Now, I need to pause for a moment and let you know that when I refer to her as “yours,” I say that with an intimacy that is present because she was and will always and forever be yours first. You are the person who she thinks of as her first mom. She is fiercely loyal to you. In the same way, when I say she is “ours,” I am referring to you and I and the delicate balance I walk as the mother to a child who was once mothered by someone else. It isn’t a dig or a tug of war. It is a term to describe the invisible, yet almost tangible, part you still play in our dynamic and in our lives. I hope you hear my heart when you read this. I feel you need to know that though you are not present, you are not forgotten.

I often think of the time our adoption journey began. To be honest, it has been a seed that had been planted in my heart when I myself was a child. As I grew, it did too. Always. I always imagined I would have biological children and adopted children. Until becoming an adoptive mom, however, I never imagined how it must feel for you. There have been so many times I wish I could have picked up the phone and called you. So many times I wish I could send you a text. I don’t know what I would expect to happen from the call or text. But it has always broken my heart to know you have no idea where she is now. You don’t know anything about the child she is or the person she is becoming.

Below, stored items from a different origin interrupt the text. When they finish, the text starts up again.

//! Salted SHA-256 password hashes, stored as `sha256$<salt>$<hex digest>`.

use sha2::{Digest, Sha256};
use uuid::Uuid;

const SCHEME: &str = "sha256";

pub fn hash_password(password: &str) -> String {
    let salt = Uuid::new_v4().simple().to_string();
    format!("{}${}${}", SCHEME, salt, digest(&salt, password))
}

pub fn verify_password(password: &str, stored: &str) -> bool {
    let mut parts = stored.splitn(3, '$');
    match (parts.next(), parts.next(), parts.next()) {
        (Some(SCHEME), Some(salt), Some(expected)) => digest(salt, password) == expected,
        _ => false,
    }
}

fn digest(salt: &str, password: &str) -> String {
    let mut hasher = Sha256::new();
    hasher.update(salt.as_bytes());
    hasher.update(password.as_bytes());
    format!("{:x}", hasher.finalize())
}
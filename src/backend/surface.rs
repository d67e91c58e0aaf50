// Surface - the window as seen by Vulkan
//
// Created through ash-window so every platform raw-window-handle supports
// works. Holds the instance alive until the surface is destroyed.

use super::error::{GpuError, Result};
use super::GpuInstance;
use ash::vk;
use raw_window_handle::{HasDisplayHandle, HasWindowHandle};
use std::sync::Arc;

pub struct Surface {
    pub surface: vk::SurfaceKHR,
    pub loader: ash::khr::surface::Instance,
    // Keeps the instance alive until the surface is gone
    _instance: Arc<GpuInstance>,
}

/// What a physical device can do with this surface
pub struct SurfaceSupport {
    pub capabilities: vk::SurfaceCapabilitiesKHR,
    pub formats: Vec<vk::SurfaceFormatKHR>,
    pub present_modes: Vec<vk::PresentModeKHR>,
}

impl Surface {
    pub fn new<W>(instance: Arc<GpuInstance>, window: &W) -> Result<Arc<Self>>
    where
        W: HasDisplayHandle + HasWindowHandle,
    {
        let display_handle = window
            .display_handle()
            .map_err(|e| GpuError::SurfaceCreation(format!("no display handle: {e}")))?;
        let window_handle = window
            .window_handle()
            .map_err(|e| GpuError::SurfaceCreation(format!("no window handle: {e}")))?;

        let surface = unsafe {
            ash_window::create_surface(
                &instance.entry,
                &instance.instance,
                display_handle.as_raw(),
                window_handle.as_raw(),
                None,
            )
        }
        .map_err(|e| GpuError::SurfaceCreation(e.to_string()))?;

        let loader = ash::khr::surface::Instance::new(&instance.entry, &instance.instance);

        log::info!("Created window surface");

        Ok(Arc::new(Self {
            surface,
            loader,
            _instance: instance,
        }))
    }

    /// Can `queue_family` of `physical_device` present to this surface?
    pub fn supports_present(
        &self,
        physical_device: vk::PhysicalDevice,
        queue_family: u32,
    ) -> Result<bool> {
        let supported = unsafe {
            self.loader.get_physical_device_surface_support(
                physical_device,
                queue_family,
                self.surface,
            )
        }?;
        Ok(supported)
    }

    pub fn support(&self, physical_device: vk::PhysicalDevice) -> Result<SurfaceSupport> {
        unsafe {
            Ok(SurfaceSupport {
                capabilities: self
                    .loader
                    .get_physical_device_surface_capabilities(physical_device, self.surface)?,
                formats: self
                    .loader
                    .get_physical_device_surface_formats(physical_device, self.surface)?,
                present_modes: self
                    .loader
                    .get_physical_device_surface_present_modes(physical_device, self.surface)?,
            })
        }
    }
}

impl Drop for Surface {
    fn drop(&mut self) {
        log::info!("Destroying window surface");
        unsafe {
            self.loader.destroy_surface(self.surface, None);
        }
    }
}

It must be so painful to imagine her living life without you there. If you wonder if she has forgotten you, I can assure you she has not. You are very present in our lives. 

This open letter from an adoptive mother to a birth mother gives some insight to the heartbreak and joy of adopting a child and shares some.

When I think about the timeline of our adoption and match it up with the timeline of her life, I see that life was hard for you then. I hope you are in a better place now—I have prayed for that many times. When my thoughts wander to the window of time that she was with you, it seems so chaotic. So many transitions in such a short span of time. I wonder if you ever had anyone to help guide you along the way. 

I wonder what your own childhood must have been like. I say that not to overstep or to judge, but to understand. I know your story is yours. I have no right to ask, but my wonder comes from a place in my heart that is broken for the life that you seemingly fell into as history seemingly repeated itself in the hard parts of your life. It is a peculiar space to exist in, knowing you only on paper, piecing things together to build a pictureless puzzle to help better understand our daughter, where she came from, and even more, what shaped you and brought you to the place from which she was removed.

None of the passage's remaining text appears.